Ackoff acknowedged that corporate O.R. was vanishing in his classic "The Future of Operational Research is Past", (1979).

More Shubik : "The great power of the military operations research at that time (as is shown in Morse and Kimball, 1970, Kirby, 2000, Blackett 1962 and others) was that the operations researchers were closely concerned with formulating the problems and evaluating how important they were. Similar observations combined with questions concerning the obtaining of data within an organization have been raised in the discussion of the CONDOR report (Committee on the Next Decade in Operations Research)."

Indeed: if they can keep you from asking the right question, they don't have to worry about the answers. Figuring out what the right performance measures are.

Perhaps this is because, as Shubik notes, during institutionalisation in America O.R. was appropriated by some excellent mathematicians:
At Princeton there was some direct talk about operations research per se and only a few of us were aware of the newly formed Operations Research Society. But in a few years around Fine Hall (and elsewhere) much of the mathematics relevant to its development was being developed. Among the visitors, students and faculty with whom I interacted were Bellman, Feller, Gomory, Karlin, Kemeny, Kuhn, McCarthy, Mills, Minsky, Nash, Scarf, Shapley, Morgenstern, Tucker and Tukey and von Neumann who was at the institute. Dynamic programming, linear programming, convex programming, integer programming, inventory theory, game theory, artificial intelligence and applied probability were all being developed.
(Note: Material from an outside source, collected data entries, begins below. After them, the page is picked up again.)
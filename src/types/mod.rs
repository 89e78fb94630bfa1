//! Core data types for the limit order protocol.
//!
//! ## Types
//!
//! - [`Order`]: A maker's signed swap intent
//! - [`AmountGetter`]: Linear, disabled, or external amount conversion
//! - [`Permit`] / [`AssetPermit`]: Signature-based allowances
//! - [`Interaction`]: Post-fill callback target and data
//! - [`FillRequest`] / [`FillResult`]: Input and output of a fill
//!
//! ## Amounts
//!
//! All amounts are raw `U256` token units. There is no decimal scaling in
//! the protocol; conversions round with floor/ceil as described in
//! [`crate::amount`].

mod fill;
mod getter;
mod interaction;
mod order;
mod permit;

pub use fill::{FillMode, FillRequest, FillResult, OrderStatus};
pub use getter::{AmountGetter, GetterKind};
pub use interaction::Interaction;
pub use order::Order;
pub use permit::{AssetPermit, Permit};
He continues a bit farther on:

As my main purpose is to cover the evolution of the relationship between game theory and operations research rather than to review all of operations research I limit my broader comments on operations research with a few Panglossian remarks. It is my belief that operations research has been so successful that it may have put itself out of business, at least in it’s easy to recognize sense. It has succeeded to the extent that it is taught in a more or less routine and watered down manner in every business school. Linear programming, queuing studies and elementary competitive models go with the turf.

Consulting firms flourish. A variety of military operations research firms make a good living off weapons analysis; specialist firms such as Fair Isaac have found a niche in credit evaluation; McKinsey dispenses generalized operations research and management science under a variety of names. RAND, Stanford Research Institute, Los Alamos and many others may not be in their heyday as they were when operations research was young and 100% improvement in performance almost anywhere was to be expected; but they still produce. Small groups of academic consultants provide consulting services in the design of auctions or in the structuring of games to study market structure.
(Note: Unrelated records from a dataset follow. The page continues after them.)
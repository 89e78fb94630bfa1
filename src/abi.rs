//! Solidity ABI bindings shared across modules.
//!
//! Everything that crosses the wire (signed order struct, predicate call
//! fragments, permit payloads) is declared here with `sol!` so the
//! encodings match the EVM ABI byte for byte.

use alloy::sol;

sol! {
    /// EIP-712 order message. Field order is part of the signed format.
    #[derive(Debug, PartialEq, Eq)]
    struct Order {
        uint256 salt;
        address makerAsset;
        address takerAsset;
        address maker;
        address receiver;
        address allowedSender;
        uint256 makingAmount;
        uint256 takingAmount;
        bytes makerAssetData;
        bytes takerAssetData;
        bytes getMakingAmount;
        bytes getTakingAmount;
        bytes predicate;
        bytes permit;
        bytes interaction;
    }
}

sol! {
    /// Permit payload carried inside orders and fill-with-permit calls.
    #[derive(Debug, PartialEq, Eq)]
    struct PermitPayload {
        address owner;
        address spender;
        uint256 value;
        uint256 deadline;
        bytes signature;
    }
}

sol! {
    /// EIP-2612 permit message, signed by the asset owner.
    #[derive(Debug, PartialEq, Eq)]
    struct Permit {
        address owner;
        address spender;
        uint256 value;
        uint256 nonce;
        uint256 deadline;
    }
}

sol! {
    /// Predicate primitives.
    #[derive(Debug, PartialEq, Eq)]
    interface IPredicates {
        function and(uint256 offsets, bytes data) external view returns (bool);
        function or(uint256 offsets, bytes data) external view returns (bool);
        function eq(uint256 value, bytes data) external view returns (bool);
        function lt(uint256 value, bytes data) external view returns (bool);
        function gt(uint256 value, bytes data) external view returns (bool);
        function timestampBelow(uint256 time) external view returns (bool);
        function nonceEquals(address makerAddress, uint256 makerNonce) external view returns (bool);
        function arbitraryStaticCall(address target, bytes data) external view returns (uint256);
    }
}

sol! {
    /// Read-only surface of the protocol itself, reachable from predicates.
    #[derive(Debug, PartialEq, Eq)]
    interface IProtocolViews {
        function nonce(address account) external view returns (uint256);
        function remaining(bytes32 orderHash) external view returns (uint256);
    }
}

sol! {
    /// Default linear amount calculator.
    interface IAmountCalculator {
        function getMakingAmount(uint256 orderMakingAmount, uint256 orderTakingAmount, uint256 swapTakingAmount) external pure returns (uint256);
        function getTakingAmount(uint256 orderMakingAmount, uint256 orderTakingAmount, uint256 swapMakingAmount) external pure returns (uint256);
    }
}

sol! {
    /// Fungible token reads used by balance predicates.
    interface IERC20 {
        function balanceOf(address account) external view returns (uint256);
        function allowance(address owner, address spender) external view returns (uint256);
    }
}
//! Predicate wire codec.
//!
//! ## Operand lists
//!
//! `and` / `or` carry their operands as one concatenated byte string plus a
//! `uint256` of cumulative end offsets, 32 bits each, least-significant
//! first. The first zero offset ends the list:
//!
//! ```text
//! offsets = end0 | end1 << 32 | end2 << 64 | ...
//! data    = op0[0..end0] ‖ op1[end0..end1] ‖ op2[end1..end2] ‖ ...
//! ```
//!
//! ## Fallbacks
//!
//! Any fragment whose selector is not a predicate primitive is kept as a
//! [`Predicate::SelfCall`] and resolved against the protocol's views at
//! evaluation time. Below the root, fragments that fail to decode are kept
//! the same way, so one broken operand only makes that operand false.
//!
//! An offset that points outside the data ends the list with an empty
//! self call. Operands before it still decode, so `or(true, <bad offset>)`
//! short-circuits to true and `and(true, <bad offset>)` is false.

use alloy::primitives::{Bytes, U256};
use alloy::sol_types::{SolCall, SolInterface};

use super::expr::Predicate;
use super::{MAX_OPERANDS, MAX_PREDICATE_DEPTH};
use crate::abi::IPredicates::{self, IPredicatesCalls};
use crate::error::CodecError;

impl Predicate {
    /// Encode to a call fragment.
    ///
    /// # Errors
    ///
    /// An operand list longer than eight, an operand that does not fit a
    /// 32-bit offset, or nesting deeper than [`MAX_PREDICATE_DEPTH`].
    pub fn encode(&self) -> Result<Bytes, CodecError> {
        if self.depth() > MAX_PREDICATE_DEPTH {
            return Err(CodecError::TooDeep(MAX_PREDICATE_DEPTH));
        }
        self.encode_unchecked().map(Bytes::from)
    }

    fn encode_unchecked(&self) -> Result<Vec<u8>, CodecError> {
        let encoded = match self {
            Predicate::And(operands) => {
                let (offsets, data) = join(operands)?;
                IPredicates::andCall { offsets, data }.abi_encode()
            }
            Predicate::Or(operands) => {
                let (offsets, data) = join(operands)?;
                IPredicates::orCall { offsets, data }.abi_encode()
            }
            Predicate::Eq { value, call } => IPredicates::eqCall {
                value: *value,
                data: call.encode_unchecked()?.into(),
            }
            .abi_encode(),
            Predicate::Lt { value, call } => IPredicates::ltCall {
                value: *value,
                data: call.encode_unchecked()?.into(),
            }
            .abi_encode(),
            Predicate::Gt { value, call } => IPredicates::gtCall {
                value: *value,
                data: call.encode_unchecked()?.into(),
            }
            .abi_encode(),
            Predicate::TimestampBelow(time) => IPredicates::timestampBelowCall { time: *time }.abi_encode(),
            Predicate::NonceEquals { account, nonce } => IPredicates::nonceEqualsCall {
                makerAddress: *account,
                makerNonce: *nonce,
            }
            .abi_encode(),
            Predicate::ArbitraryStaticCall { target, data } => IPredicates::arbitraryStaticCallCall {
                target: *target,
                data: data.clone(),
            }
            .abi_encode(),
            Predicate::SelfCall(raw) => raw.to_vec(),
        };
        Ok(encoded)
    }

    /// Decode a call fragment.
    ///
    /// # Errors
    ///
    /// The root fragment is shorter than a selector, carries a predicate
    /// selector with undecodable arguments, or the buffer nests deeper than
    /// [`MAX_PREDICATE_DEPTH`].
    pub fn decode(bytes: &[u8]) -> Result<Self, CodecError> {
        decode_at(bytes, 1)
    }
}

fn decode_at(bytes: &[u8], depth: usize) -> Result<Predicate, CodecError> {
    if depth > MAX_PREDICATE_DEPTH {
        return Err(CodecError::TooDeep(MAX_PREDICATE_DEPTH));
    }
    let selector: [u8; 4] = bytes
        .get(..4)
        .and_then(|s| s.try_into().ok())
        .ok_or(CodecError::Truncated)?;
    if !IPredicatesCalls::valid_selector(selector) {
        return Ok(Predicate::SelfCall(Bytes::copy_from_slice(bytes)));
    }

    let call = IPredicatesCalls::abi_decode(bytes).map_err(|_| CodecError::BadCallData("predicate"))?;
    let predicate = match call {
        IPredicatesCalls::and(call) => Predicate::And(split(call.offsets, &call.data, depth)?),
        IPredicatesCalls::or(call) => Predicate::Or(split(call.offsets, &call.data, depth)?),
        IPredicatesCalls::eq(call) => Predicate::Eq {
            value: call.value,
            call: Box::new(operand(&call.data, depth)?),
        },
        IPredicatesCalls::lt(call) => Predicate::Lt {
            value: call.value,
            call: Box::new(operand(&call.data, depth)?),
        },
        IPredicatesCalls::gt(call) => Predicate::Gt {
            value: call.value,
            call: Box::new(operand(&call.data, depth)?),
        },
        IPredicatesCalls::timestampBelow(call) => Predicate::TimestampBelow(call.time),
        IPredicatesCalls::nonceEquals(call) => Predicate::NonceEquals {
            account: call.makerAddress,
            nonce: call.makerNonce,
        },
        IPredicatesCalls::arbitraryStaticCall(call) => Predicate::ArbitraryStaticCall {
            target: call.target,
            data: call.data,
        },
    };
    Ok(predicate)
}

/// Decode a nested fragment. Only the depth bound is fatal; anything else
/// becomes a raw self call that fails when evaluated.
fn operand(bytes: &[u8], parent_depth: usize) -> Result<Predicate, CodecError> {
    match decode_at(bytes, parent_depth + 1) {
        Err(CodecError::TooDeep(max)) => Err(CodecError::TooDeep(max)),
        Err(_) => Ok(Predicate::SelfCall(Bytes::copy_from_slice(bytes))),
        Ok(predicate) => Ok(predicate),
    }
}

/// Split an operand list by its packed offsets. A bad offset becomes an
/// empty self call, which never evaluates true, and ends the list.
fn split(offsets: U256, data: &[u8], depth: usize) -> Result<Vec<Predicate>, CodecError> {
    let packed = offsets.to_le_bytes::<32>();
    let mut operands = Vec::new();
    let mut start = 0usize;

    for chunk in packed.chunks_exact(4) {
        let end = u32::from_le_bytes([chunk[0], chunk[1], chunk[2], chunk[3]]) as usize;
        if end == 0 {
            break;
        }
        if end < start || end > data.len() {
            operands.push(Predicate::SelfCall(Bytes::new()));
            break;
        }
        operands.push(operand(&data[start..end], depth)?);
        start = end;
    }
    Ok(operands)
}

/// Concatenate operands and pack their end offsets.
fn join(operands: &[Predicate]) -> Result<(U256, Bytes), CodecError> {
    if operands.len() > MAX_OPERANDS {
        return Err(CodecError::TooManyOperands(operands.len()));
    }
    let mut offsets = U256::ZERO;
    let mut data = Vec::new();

    for (i, operand) in operands.iter().enumerate() {
        data.extend_from_slice(&operand.encode_unchecked()?);
        let end = u32::try_from(data.len()).map_err(|_| CodecError::BadOffsets)?;
        offsets |= U256::from(end) << (32 * i);
    }
    Ok((offsets, data.into()))
}
//! Fill requests and their outcomes.

use alloy::primitives::{Address, Bytes, B256, U256};

use crate::types::order::Order;
use crate::types::permit::AssetPermit;

/// Parameters of one fill call.
///
/// Exactly one of `making_amount` / `taking_amount` should be non-zero;
/// both zero means "fill everything that remains".
#[derive(Debug, Clone)]
pub struct FillRequest<'a> {
    pub order: &'a Order,
    pub signature: &'a [u8],
    /// Taker data forwarded to the order's post-fill callback
    pub interaction: Bytes,
    pub making_amount: U256,
    pub taking_amount: U256,
    /// Max taking amount when filling by making; min making amount when
    /// filling by taking.
    pub threshold_amount: U256,
    /// Recipient of the maker asset; `None` means the caller
    pub target: Option<Address>,
    /// Taker permit executed before the transfers
    pub permit: Option<AssetPermit>,
}

impl<'a> FillRequest<'a> {
    pub fn new(order: &'a Order, signature: &'a [u8]) -> Self {
        Self {
            order,
            signature,
            interaction: Bytes::new(),
            making_amount: U256::ZERO,
            taking_amount: U256::ZERO,
            threshold_amount: U256::ZERO,
            target: None,
            permit: None,
        }
    }

    #[must_use]
    pub fn making(mut self, amount: U256) -> Self {
        self.making_amount = amount;
        self
    }

    #[must_use]
    pub fn taking(mut self, amount: U256) -> Self {
        self.taking_amount = amount;
        self
    }

    #[must_use]
    pub fn threshold(mut self, amount: U256) -> Self {
        self.threshold_amount = amount;
        self
    }

    #[must_use]
    pub fn interaction(mut self, data: impl Into<Bytes>) -> Self {
        self.interaction = data.into();
        self
    }

    #[must_use]
    pub fn to(mut self, target: Address) -> Self {
        self.target = Some(target);
        self
    }

    #[must_use]
    pub fn with_permit(mut self, permit: AssetPermit) -> Self {
        self.permit = Some(permit);
        self
    }
}

/// Which side of the order the request fixed.
#[derive(Debug, Clone, Copy, PartialEq, Eq)]
pub enum FillMode {
    /// Caller fixed the making amount; taking is derived (ceil)
    ByMaking,
    /// Caller fixed the taking amount; making is derived (floor)
    ByTaking,
}

/// Amounts actually exchanged by a fill.
#[derive(Debug, Clone, Copy, PartialEq, Eq)]
pub struct FillResult {
    pub order_hash: B256,
    pub making_amount: U256,
    pub taking_amount: U256,
    /// Ledger value after the fill, in taker-asset units
    pub remaining: U256,
}

impl FillResult {
    /// The fill exhausted the order.
    #[inline]
    pub fn is_terminal(&self) -> bool {
        self.remaining.is_zero()
    }
}

/// Ledger-derived lifecycle of an order.
#[derive(Debug, Clone, Copy, PartialEq, Eq)]
pub enum OrderStatus {
    /// Never filled or cancelled
    Open,
    /// Some but not all of the taking amount consumed
    PartiallyFilled,
    /// Fully filled or cancelled; both look the same in the ledger
    Closed,
}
I believe to this day that eventually a good planning department of any major corporation should utilize a simulation of the corporation and its market as a device to organize perceptions and data, to help formulate questions and to facilitate communication among practitioners.

To be continued...I didn't make it to the celebration, BTW, my train was late and missed the connection. Furthermore, the SNCF only refunded the unused portion of my ticket, in effect charging me for riding in their train which did not take me where I wanted to go but wasted my time.